The Future of Employment Revisited: How Model Selection Determines Automation Forecasts
Fabian Stephany, Hanno Lorenz

TL;DR
This paper demonstrates that differences in automation forecasts are largely due to model choice rather than data or task differences, highlighting the importance of model selection in predicting technological unemployment.
Contribution
It shows that the diversity in previous automation forecasts is mainly driven by model selection rather than personal or task controls, based on expert consultations.
Findings
Routine clerical jobs are highly susceptible to automation.
Complex professional activities are less likely to be automated.

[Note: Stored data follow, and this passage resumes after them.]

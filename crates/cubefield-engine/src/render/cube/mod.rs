//! Instanced cube renderer.
//!
//! One mesh, one shader program, one texture, drawn as a grid of instances
//! whose transforms are recomputed every frame into a ring of per-frame
//! buffers.

mod animator;
mod geometry;
mod renderer;
mod resources;
mod shader;
mod texture;

pub use animator::{instance_color, CameraRecord, InstanceAnimator, InstanceRecord};
pub use geometry::{MeshGeometry, Vertex, CUBE_INDICES, CUBE_VERTICES};
pub use renderer::CubeRenderer;
pub use resources::{CubeResources, FrameSlot, MeshBuffers, CAMERA_BINDING};
pub use shader::{ShaderProgram, FRAGMENT_ENTRY, VERTEX_ENTRY};
pub use texture::{checkerboard_rgba, is_light, CHECKER_FORMAT};

/// Geometry + shader pair the renderer is built from.
///
/// Injected at construction so tests and tools can substitute either half.
#[derive(Debug, Clone, Default)]
pub struct CubeAssets {
    pub geometry: MeshGeometry,
    pub shader: ShaderProgram,
}

impl CubeAssets {
    /// Built-in cube mesh and shader program.
    pub fn builtin() -> Self {
        Self::default()
    }
}
use std::fmt;

/// Fatal renderer construction error.
///
/// There is no partial-construction state: any of these aborts renderer
/// creation and the host is expected to terminate with the diagnostic.
#[derive(Debug, Clone, PartialEq)]
pub enum RenderError {
    /// A `RendererConfig` field is out of range.
    InvalidConfig(String),
    /// The shader program does not declare a required entry point.
    MissingEntryPoint { program: String, entry_point: String },
    /// The shader module failed to compile.
    ShaderCompilation { program: String, message: String },
    /// The mesh geometry is empty or references vertices out of range.
    InvalidGeometry(String),
    /// A buffer or texture exceeds the device limits.
    ResourceTooLarge { label: &'static str, size: u64, limit: u64 },
    /// wgpu rejected a resource or pipeline (validation or out of memory).
    Device(String),
}

impl fmt::Display for RenderError {
    fn fmt(&self, f: &mut fmt::Formatter<'_>) -> fmt::Result {
        match self {
            Self::InvalidConfig(msg) => write!(f, "invalid renderer config: {msg}"),
            Self::MissingEntryPoint { program, entry_point } => {
                write!(f, "shader program '{program}' has no entry point '{entry_point}'")
            }
            Self::ShaderCompilation { program, message } => {
                write!(f, "shader program '{program}' failed to compile: {message}")
            }
            Self::InvalidGeometry(msg) => write!(f, "invalid mesh geometry: {msg}"),
            Self::ResourceTooLarge { label, size, limit } => {
                write!(f, "{label} needs {size} bytes but the device allows {limit}")
            }
            Self::Device(msg) => write!(f, "GPU rejected renderer resources: {msg}"),
        }
    }
}

impl std::error::Error for RenderError {}
//! GPU resources owned by the cube renderer.
//!
//! Built once, in dependency order, by [`CubeResources::build`]. Nothing here
//! is recreated after construction; the per-slot buffers are only written.

use wgpu::util::DeviceExt;

use crate::render::config::RendererConfig;
use crate::render::RenderError;

use super::animator::{CameraRecord, InstanceRecord};
use super::geometry::{MeshGeometry, Vertex};
use super::shader::ShaderProgram;
use super::texture::{checkerboard_rgba, CHECKER_FORMAT};
use super::CubeAssets;

/// Bind slot of the camera uniform inside group 0.
pub const CAMERA_BINDING: u32 = 2;

/// Immutable mesh buffers.
pub struct MeshBuffers {
    pub vertex: wgpu::Buffer,
    pub index: wgpu::Buffer,
    pub index_count: u32,
}

/// Mutable buffers for one ring slot.
pub struct FrameSlot {
    pub instances: wgpu::Buffer,
    pub camera: wgpu::Buffer,
    pub camera_bind_group: wgpu::BindGroup,
    /// Most recent submission that read this slot.
    pub submission: Option<wgpu::SubmissionIndex>,
}

/// Checkerboard texture plus the bind group the fragment stage samples.
pub struct CheckerTexture {
    pub bind_group: wgpu::BindGroup,
    pub sampler: wgpu::Sampler,
    pub view: wgpu::TextureView,
    pub texture: wgpu::Texture,
}

/// Everything the draw path binds.
///
/// Fields are declared in reverse creation order so they are released in
/// reverse order on drop.
pub struct CubeResources {
    pub texture: CheckerTexture,
    pub slots: Vec<FrameSlot>,
    pub mesh: MeshBuffers,
    pub pipeline: wgpu::RenderPipeline,
    pub queue: wgpu::Queue,
}

impl CubeResources {
    /// Builds all GPU resources.
    ///
    /// Any error is fatal for the renderer; no partially built state escapes.
    /// Validation and out-of-memory errors raised by wgpu while building are
    /// caught in error scopes and returned as [`RenderError::Device`].
    pub fn build(
        device: &wgpu::Device,
        queue: &wgpu::Queue,
        config: &RendererConfig,
        assets: &CubeAssets,
    ) -> Result<Self, RenderError> {
        config.validate()?;
        assets.geometry.validate()?;
        check_limits(device, config)?;

        // Scopes are popped in reverse push order.
        let oom_scope = device.push_error_scope(wgpu::ErrorFilter::OutOfMemory);
        let validation_scope = device.push_error_scope(wgpu::ErrorFilter::Validation);

        let built = Self::create(device, queue, config, assets);

        let validation = pollster::block_on(validation_scope.pop());
        let oom = pollster::block_on(oom_scope.pop());

        let resources = built?;
        if let Some(err) = validation.or(oom) {
            return Err(RenderError::Device(err.to_string()));
        }

        log::debug!(
            "cube resources: {} vertices, {} indices, {} slots x {} instances ({} bytes/slot), {}x{} texture",
            assets.geometry.vertices.len(),
            resources.mesh.index_count,
            resources.slots.len(),
            config.instance_count(),
            instance_buffer_size(config.instance_count()),
            config.texture_size,
            config.texture_size,
        );

        Ok(resources)
    }

    fn create(
        device: &wgpu::Device,
        queue: &wgpu::Queue,
        config: &RendererConfig,
        assets: &CubeAssets,
    ) -> Result<Self, RenderError> {
        // 1. Command queue.
        let queue = queue.clone();

        // 2. Shader program + pipeline, 3. depth state (baked into the pipeline).
        let camera_layout = create_camera_layout(device);
        let texture_layout = create_texture_layout(device);
        let pipeline = create_pipeline(device, config, &assets.shader, &camera_layout, &texture_layout)?;

        // 4. Mesh.
        let mesh = create_mesh(device, &assets.geometry);

        // 5. Ring slots.
        let slots = (0..config.frames_in_flight)
            .map(|i| create_slot(device, &camera_layout, config.instance_count(), i))
            .collect::<Vec<_>>();

        // 6. Texture.
        let texture = create_checker_texture(device, &queue, &texture_layout, config.texture_size);

        Ok(Self {
            texture,
            slots,
            mesh,
            pipeline,
            queue,
        })
    }

    pub fn frames_in_flight(&self) -> usize {
        self.slots.len()
    }
}

fn instance_buffer_size(instance_count: usize) -> u64 {
    (instance_count * std::mem::size_of::<InstanceRecord>()) as u64
}

fn camera_buffer_size() -> u64 {
    std::mem::size_of::<CameraRecord>() as u64
}

fn check_limits(device: &wgpu::Device, config: &RendererConfig) -> Result<(), RenderError> {
    let limits = device.limits();

    let size = instance_buffer_size(config.instance_count());
    if size > limits.max_buffer_size {
        return Err(RenderError::ResourceTooLarge {
            label: "instance buffer",
            size,
            limit: limits.max_buffer_size,
        });
    }

    let size = camera_buffer_size();
    if size > limits.max_uniform_buffer_binding_size as u64 {
        return Err(RenderError::ResourceTooLarge {
            label: "camera uniform",
            size,
            limit: limits.max_uniform_buffer_binding_size as u64,
        });
    }

    let texels = u64::from(config.texture_size);
    if texels > limits.max_texture_dimension_2d as u64 {
        return Err(RenderError::ResourceTooLarge {
            label: "checkerboard texture edge",
            size: texels,
            limit: limits.max_texture_dimension_2d as u64,
        });
    }

    Ok(())
}

fn create_camera_layout(device: &wgpu::Device) -> wgpu::BindGroupLayout {
    device.create_bind_group_layout(&wgpu::BindGroupLayoutDescriptor {
        label: Some("cube camera bgl"),
        entries: &[wgpu::BindGroupLayoutEntry {
            binding: CAMERA_BINDING,
            visibility: wgpu::ShaderStages::VERTEX,
            ty: wgpu::BindingType::Buffer {
                ty: wgpu::BufferBindingType::Uniform,
                has_dynamic_offset: false,
                min_binding_size: wgpu::BufferSize::new(camera_buffer_size()),
            },
            count: None,
        }],
    })
}

fn create_texture_layout(device: &wgpu::Device) -> wgpu::BindGroupLayout {
    device.create_bind_group_layout(&wgpu::BindGroupLayoutDescriptor {
        label: Some("cube texture bgl"),
        entries: &[
            wgpu::BindGroupLayoutEntry {
                binding: 0,
                visibility: wgpu::ShaderStages::FRAGMENT,
                ty: wgpu::BindingType::Texture {
                    sample_type: wgpu::TextureSampleType::Float { filterable: true },
                    view_dimension: wgpu::TextureViewDimension::D2,
                    multisampled: false,
                },
                count: None,
            },
            wgpu::BindGroupLayoutEntry {
                binding: 1,
                visibility: wgpu::ShaderStages::FRAGMENT,
                ty: wgpu::BindingType::Sampler(wgpu::SamplerBindingType::Filtering),
                count: None,
            },
        ],
    })
}

fn create_pipeline(
    device: &wgpu::Device,
    config: &RendererConfig,
    program: &ShaderProgram,
    camera_layout: &wgpu::BindGroupLayout,
    texture_layout: &wgpu::BindGroupLayout,
) -> Result<wgpu::RenderPipeline, RenderError> {
    program.validate()?;

    let shader = device.create_shader_module(wgpu::ShaderModuleDescriptor {
        label: Some(&*program.label),
        source: wgpu::ShaderSource::Wgsl(program.source.clone()),
    });

    let info = pollster::block_on(shader.get_compilation_info());
    let errors: Vec<String> = info
        .messages
        .iter()
        .filter(|m| matches!(m.message_type, wgpu::CompilationMessageType::Error))
        .map(|m| m.message.clone())
        .collect();
    if !errors.is_empty() {
        return Err(RenderError::ShaderCompilation {
            program: program.label.to_string(),
            message: errors.join("\n"),
        });
    }

    let pipeline_layout = device.create_pipeline_layout(&wgpu::PipelineLayoutDescriptor {
        label: Some("cube pipeline layout"),
        bind_group_layouts: &[camera_layout, texture_layout],
        immediate_size: 0,
    });

    let pipeline = device.create_render_pipeline(&wgpu::RenderPipelineDescriptor {
        label: Some("cube pipeline"),
        layout: Some(&pipeline_layout),

        vertex: wgpu::VertexState {
            module: &shader,
            entry_point: Some(&*program.vertex_entry),
            compilation_options: Default::default(),
            buffers: &[Vertex::layout(), InstanceRecord::layout()],
        },

        fragment: Some(wgpu::FragmentState {
            module: &shader,
            entry_point: Some(&*program.fragment_entry),
            compilation_options: Default::default(),
            targets: &[Some(wgpu::ColorTargetState {
                format: config.color_format,
                blend: None,
                write_mask: wgpu::ColorWrites::ALL,
            })],
        }),

        // Back faces culled, counter-clockwise front faces.
        primitive: wgpu::PrimitiveState {
            topology: wgpu::PrimitiveTopology::TriangleList,
            strip_index_format: None,
            front_face: wgpu::FrontFace::Ccw,
            cull_mode: Some(wgpu::Face::Back),
            polygon_mode: wgpu::PolygonMode::Fill,
            unclipped_depth: false,
            conservative: false,
        },

        depth_stencil: Some(wgpu::DepthStencilState {
            format: config.depth_format,
            depth_write_enabled: true,
            depth_compare: wgpu::CompareFunction::Less,
            stencil: wgpu::StencilState::default(),
            bias: wgpu::DepthBiasState::default(),
        }),
        multisample: wgpu::MultisampleState::default(),

        multiview_mask: None,
        cache: None,
    });

    Ok(pipeline)
}

fn create_mesh(device: &wgpu::Device, geometry: &MeshGeometry) -> MeshBuffers {
    let vertex = device.create_buffer_init(&wgpu::util::BufferInitDescriptor {
        label: Some("cube vertex buffer"),
        contents: geometry.vertex_bytes(),
        usage: wgpu::BufferUsages::VERTEX | wgpu::BufferUsages::COPY_SRC,
    });

    let index = device.create_buffer_init(&wgpu::util::BufferInitDescriptor {
        label: Some("cube index buffer"),
        contents: geometry.index_bytes(),
        usage: wgpu::BufferUsages::INDEX | wgpu::BufferUsages::COPY_SRC,
    });

    MeshBuffers {
        vertex,
        index,
        index_count: geometry.index_count(),
    }
}

fn create_slot(
    device: &wgpu::Device,
    camera_layout: &wgpu::BindGroupLayout,
    instance_count: usize,
    slot: usize,
) -> FrameSlot {
    let instances = device.create_buffer(&wgpu::BufferDescriptor {
        label: Some(&format!("cube instance buffer #{slot}")),
        size: instance_buffer_size(instance_count),
        usage: wgpu::BufferUsages::VERTEX | wgpu::BufferUsages::COPY_DST | wgpu::BufferUsages::COPY_SRC,
        mapped_at_creation: false,
    });

    let camera = device.create_buffer(&wgpu::BufferDescriptor {
        label: Some(&format!("cube camera buffer #{slot}")),
        size: camera_buffer_size(),
        usage: wgpu::BufferUsages::UNIFORM | wgpu::BufferUsages::COPY_DST | wgpu::BufferUsages::COPY_SRC,
        mapped_at_creation: false,
    });

    let camera_bind_group = device.create_bind_group(&wgpu::BindGroupDescriptor {
        label: Some(&format!("cube camera bind group #{slot}")),
        layout: camera_layout,
        entries: &[wgpu::BindGroupEntry {
            binding: CAMERA_BINDING,
            resource: camera.as_entire_binding(),
        }],
    });

    FrameSlot {
        instances,
        camera,
        camera_bind_group,
        submission: None,
    }
}

fn create_checker_texture(
    device: &wgpu::Device,
    queue: &wgpu::Queue,
    layout: &wgpu::BindGroupLayout,
    size: u32,
) -> CheckerTexture {
    let extent = wgpu::Extent3d {
        width: size,
        height: size,
        depth_or_array_layers: 1,
    };

    let texture = device.create_texture(&wgpu::TextureDescriptor {
        label: Some("cube checkerboard"),
        size: extent,
        mip_level_count: 1,
        sample_count: 1,
        dimension: wgpu::TextureDimension::D2,
        format: CHECKER_FORMAT,
        usage: wgpu::TextureUsages::TEXTURE_BINDING | wgpu::TextureUsages::COPY_DST,
        view_formats: &[],
    });

    queue.write_texture(
        wgpu::TexelCopyTextureInfo {
            texture: &texture,
            mip_level: 0,
            origin: wgpu::Origin3d::ZERO,
            aspect: wgpu::TextureAspect::All,
        },
        &checkerboard_rgba(size),
        wgpu::TexelCopyBufferLayout {
            offset: 0,
            bytes_per_row: Some(size * 4),
            rows_per_image: Some(size),
        },
        extent,
    );

    let view = texture.create_view(&wgpu::TextureViewDescriptor::default());

    let sampler = device.create_sampler(&wgpu::SamplerDescriptor {
        label: Some("cube checkerboard sampler"),
        address_mode_u: wgpu::AddressMode::Repeat,
        address_mode_v: wgpu::AddressMode::Repeat,
        address_mode_w: wgpu::AddressMode::Repeat,
        mag_filter: wgpu::FilterMode::Nearest,
        min_filter: wgpu::FilterMode::Nearest,
        mipmap_filter: wgpu::MipmapFilterMode::Nearest,
        ..Default::default()
    });

    let bind_group = device.create_bind_group(&wgpu::BindGroupDescriptor {
        label: Some("cube texture bind group"),
        layout,
        entries: &[
            wgpu::BindGroupEntry {
                binding: 0,
                resource: wgpu::BindingResource::TextureView(&view),
            },
            wgpu::BindGroupEntry {
                binding: 1,
                resource: wgpu::BindingResource::Sampler(&sampler),
            },
        ],
    });

    CheckerTexture {
        bind_group,
        sampler,
        view,
        texture,
    }
}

Model choice significantly influences automation predictions.
Abstract
The uniqueness of human labour is at question in times of smart technologies. The 250 years-old discussion on technological unemployment reawakens. Prominently, Frey and Osborne (2017) estimated that half of US employment will be automated by algorithms within the next 20 years. Other follow-up studies conclude that only a small fraction of workers will be replaced by digital technologies. The main contribution of our work is to show that the diversity of previous findings regarding the degree of job automation is, to a large extent, driven by model selection and not by controlling for personal characteristics or tasks. For our case study, we consult experts in machine learning and industry professionals on the susceptibility to digital technologies in the Austrian labour market. Our results indicate that, while clerical computer-based routine jobs are likely to change in the next…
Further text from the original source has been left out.